Arnavut komşu; “Ben orda ne yapacağımı bilemem, orada rezil olmayayım…” demiş…

***

Diğeri başlamış anlatmaya;

“İkramlar olacak, sadece zemzem çıkarıldığında kıbleye dönüp bir dikişte içileceğini...” söylemiş…

Ziyarete gitmişler, ev ziyaretçilerden çok kalabalık…

İkramlar demir kupalarla geliyor…

***

İlk olarak ev sahibi çay çıkarmış ikrama…

Arnavut, yanındakini dürtüp;

''Ayo çay'' diye Arnavutça sormuş… “Ayo çay…” demek Arnavut lisanında “Bu o mu ?” demek... Yani, gelen zemzem mi manasında…

Komşusu da çayı görünce; “Çay, çay...” diye Arnavut’a cevap vermiş…

***

Arnavut elinde tuttuğunun zemzem olduğunu sanarak heyecanla ayağa fırlamış, kıbleye yönelmiş… Şaşkın bakışlar arasında yüksek sesle besmele çektikten sonra bir dikişte yuvarlamış sıcak çayı…
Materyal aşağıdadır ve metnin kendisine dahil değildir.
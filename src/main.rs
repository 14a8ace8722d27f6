//! Socksgate - Local SOCKS5 forward proxy
//!
//! This is the main entry point for the Socksgate application.

use anyhow::Result;
use clap::Parser;
use socksgate::config::{load_config, Config};
use socksgate::server::Server;
use std::path::PathBuf;
use tokio::sync::broadcast;
use tracing::{info, Level};
use tracing_subscriber::FmtSubscriber;

/// Socksgate - local SOCKS5 forward proxy
#[derive(Parser, Debug)]
#[command(name = "socksgate")]
#[command(author, version, about, long_about = None)]
struct Args {
    /// Path to configuration file
    #[arg(short, long)]
    config: Option<PathBuf>,

    /// Listen address (host:port), overrides the configuration file
    #[arg(short = 'L', long)]
    listen: Option<String>,

    /// Log level (trace, debug, info, warn, error)
    #[arg(short, long, default_value = "info")]
    log_level: String,

    /// Enable JSON logging format
    #[arg(long)]
    json_log: bool,
}

#[tokio::main]
async fn main() -> Result<()> {
    let args = Args::parse();

    setup_logging(&args.log_level, args.json_log)?;

    let mut config = match &args.config {
        Some(path) => {
            let config = load_config(path)?;
            info!("Configuration loaded from: {:?}", path);
            config
        }
        None => Config::default(),
    };

    if let Some(listen) = args.listen {
        config.server.listen_addr = listen;
        config
            .server
            .validate()
            .map_err(|e| anyhow::anyhow!("Invalid listen address: {}", e))?;
    }

    info!("Socksgate v{}", socksgate::VERSION);

    // Bind failure is fatal
    let server = Server::bind(&config.server).await?;

    let (shutdown_tx, shutdown_rx) = broadcast::channel(1);

    // Handle Ctrl+C and termination signals (cross-platform)
    tokio::spawn(async move {
        #[cfg(unix)]
        {
            use tokio::signal::unix::{signal, SignalKind};

            match signal(SignalKind::terminate()) {
                Ok(mut sigterm) => {
                    tokio::select! {
                        _ = tokio::signal::ctrl_c() => {
                            info!("Received Ctrl+C, shutting down...");
                        }
                        _ = sigterm.recv() => {
                            info!("Received SIGTERM, shutting down...");
                        }
                    }
                }
                Err(e) => {
                    tracing::warn!("Failed to setup SIGTERM handler: {}", e);
                    let _ = tokio::signal::ctrl_c().await;
                    info!("Received Ctrl+C, shutting down...");
                }
            }
        }

        #[cfg(not(unix))]
        {
            // On Windows, only handle Ctrl+C
            let _ = tokio::signal::ctrl_c().await;
            info!("Received Ctrl+C, shutting down...");
        }

        let _ = shutdown_tx.send(true);
    });

    server.run(shutdown_rx).await
}

/// Setup logging based on command line flags
fn setup_logging(level: &str, json: bool) -> Result<()> {
    let level = match level.to_lowercase().as_str() {
        "trace" => Level::TRACE,
        "debug" => Level::DEBUG,
        "info" => Level::INFO,
        "warn" | "warning" => Level::WARN,
        "error" => Level::ERROR,
        _ => Level::INFO,
    };

    if json {
        let subscriber = FmtSubscriber::builder()
            .with_max_level(level)
            .json()
            .finish();
        tracing::subscriber::set_global_default(subscriber)?;
    } else {
        let subscriber = FmtSubscriber::builder()
            .with_max_level(level)
            .with_target(true)
            .with_thread_ids(false)
            .with_thread_names(false)
            .finish();
        tracing::subscriber::set_global_default(subscriber)?;
    }

    Ok(())
}
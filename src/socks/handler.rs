//! Main SOCKS5 handler
//!
//! Entry point the server spawns for every accepted connection. Errors end
//! the session only; they are logged here and never reach the accept loop.

use super::session::Session;
use crate::transport::Dialer;
use std::net::SocketAddr;
use std::sync::Arc;
use tokio::io::{AsyncRead, AsyncWrite};
use tracing::{debug, warn, Instrument};

/// Handle one client connection from greeting to relay teardown
pub async fn handle_connection<S, D>(stream: S, peer_addr: SocketAddr, dialer: Arc<D>)
where
    S: AsyncRead + AsyncWrite + Unpin + Send + 'static,
    D: Dialer,
{
    let span = tracing::info_span!("session", peer = %peer_addr);

    async move {
        debug!("Accepted connection");

        match Session::new(stream).run(dialer.as_ref()).await {
            Ok(outcome) => debug!("Session closed after {}", outcome.first_closed),
            Err(e) => warn!("Session aborted ({}): {}", e.kind(), e),
        }
    }
    .instrument(span)
    .await
}
//! Test utilities for Socksgate integration tests

#![allow(dead_code)]

use socksgate::config::ServerConfig;
use socksgate::server::{Server, ServerHandle};
use std::net::SocketAddr;
use tokio::io::{AsyncReadExt, AsyncWriteExt};
use tokio::net::{TcpListener, TcpStream};

/// Create a test TCP listener on an available port
pub async fn create_test_listener() -> (TcpListener, SocketAddr) {
    let listener = TcpListener::bind("127.0.0.1:0").await.unwrap();
    let addr = listener.local_addr().unwrap();
    (listener, addr)
}

/// Start a proxy on an ephemeral loopback port
pub async fn start_proxy() -> ServerHandle {
    let config = ServerConfig::with_listen_addr("127.0.0.1:0");
    Server::bind(&config).await.unwrap().spawn()
}

/// Start a server that echoes every connection back to itself
pub async fn start_echo_server() -> SocketAddr {
    let (listener, addr) = create_test_listener().await;

    tokio::spawn(async move {
        while let Ok((mut stream, _)) = listener.accept().await {
            tokio::spawn(async move {
                let (mut reader, mut writer) = stream.split();
                let _ = tokio::io::copy(&mut reader, &mut writer).await;
            });
        }
    });

    addr
}

/// A loopback address with nothing listening on it
pub async fn closed_port_addr() -> SocketAddr {
    let (listener, addr) = create_test_listener().await;
    drop(listener);
    addr
}

/// Connect to the proxy and complete the greeting
pub async fn connect_and_greet(proxy: SocketAddr) -> TcpStream {
    let mut client = TcpStream::connect(proxy).await.unwrap();
    client
        .write_all(&socks5_mock::create_greeting_no_auth())
        .await
        .unwrap();

    let mut reply = [0u8; 2];
    client.read_exact(&mut reply).await.unwrap();
    assert_eq!(reply, [0x05, 0x00]);

    client
}

/// Mock SOCKS5 handshake data
pub mod socks5_mock {
    use socksgate::socks::*;
    use std::net::SocketAddrV4;

    /// Create a no-auth method selection request
    pub fn create_greeting_no_auth() -> Vec<u8> {
        vec![SOCKS5_VERSION, 1, SOCKS5_AUTH_METHOD_NONE]
    }

    /// Create a connect command to IPv4 address
    pub fn create_connect_ipv4(ip: [u8; 4], port: u16) -> Vec<u8> {
        let mut cmd = vec![
            SOCKS5_VERSION,
            SOCKS5_CMD_TCP_CONNECT,
            SOCKS5_RESERVED,
            SOCKS5_ADDR_TYPE_IPV4,
        ];
        cmd.extend_from_slice(&ip);
        cmd.extend_from_slice(&port.to_be_bytes());
        cmd
    }

    /// Create a connect command for a socket address
    pub fn create_connect_addr(addr: SocketAddrV4) -> Vec<u8> {
        create_connect_ipv4(addr.ip().octets(), addr.port())
    }

    /// Create a connect command to domain
    pub fn create_connect_domain(domain: &[u8], port: u16) -> Vec<u8> {
        let mut cmd = vec![
            SOCKS5_VERSION,
            SOCKS5_CMD_TCP_CONNECT,
            SOCKS5_RESERVED,
            SOCKS5_ADDR_TYPE_DOMAIN,
            domain.len() as u8,
        ];
        cmd.extend_from_slice(domain);
        cmd.extend_from_slice(&port.to_be_bytes());
        cmd
    }
}

#[cfg(test)]
mod tests {
    use super::*;

    #[tokio::test]
    async fn test_create_test_listener() {
        let (listener, addr) = create_test_listener().await;
        assert!(addr.port() > 0);
        drop(listener);
    }

    #[test]
    fn test_socks5_mock_connect_ipv4() {
        let cmd = socks5_mock::create_connect_ipv4([192, 168, 1, 1], 8080);
        assert_eq!(cmd[0], 5);
        assert_eq!(cmd[1], 1);
        assert_eq!(cmd[3], 1);
        assert_eq!(&cmd[4..8], &[192, 168, 1, 1]);
        assert_eq!(&cmd[8..10], &[0x1F, 0x90]);
    }
}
Gözleri dışarı fırlamış, damağı kavrulmuş ancak belli etmemeye çalışarak;

''Hey Maşallah, mübarek Mekke’den gelmiş, hala soğumamış beaaa…”

***

Niye anlattık bunu?

Tabii ki,  içinde bunaldığımız günlerle alakalı…

***

At izinin, it izine karıştığı, gündemin çorbaya döndüğü, asıl sorun ve meselelerin araya kaynayıp gittiği şu ortamda, birileri dünyevi ihtiraslarını, dine (!) uydurarak yuvarlayı-yuvarlayıveriyor önümüze…

Gönlüne zerre dokunmamış, sadece ağzının içinde dünyevi kazanç adına gevelediği değerlerle MEDENİYET TASAVVURU yapan tipleri gördükçe bu Arnavut aklıma geliyor...

***

Güya; her alanda hep kazanıyoruz

Ama elimize, avucumuza baktığımızda, ortada bir şey olmadığı gibi, geçmiş kazançlarımızın da avcumuzdan uçup gittiğini görüyoruz…

Tuhaf;

Bu kadar kazanca rağmen, niye sürekli zarar ettiğimizi sorgulayan bir tek kişi yok?

İçinde bulunduğumuz zamanlar;

Zâhir* de kazandığımızı zannettiğimiz şeylerin tümünü bâtında** nasıl kaybettiğimizin bir göstergesi gibi…

***

Arnavut misali i kıbleye dönmemize rağmen yüreğimizde serinlik yerine, kor ateşler yanıyorsa ya kıble de ya da yürekte bir sorun var demektir…

Sizce hangisi?

Kıblemiz mi bozuldu, yüreklerimiz mi?

 

* Bu gözümüzle gördüğümüz her şey, "zâhir" kelimesi kapsamına girer…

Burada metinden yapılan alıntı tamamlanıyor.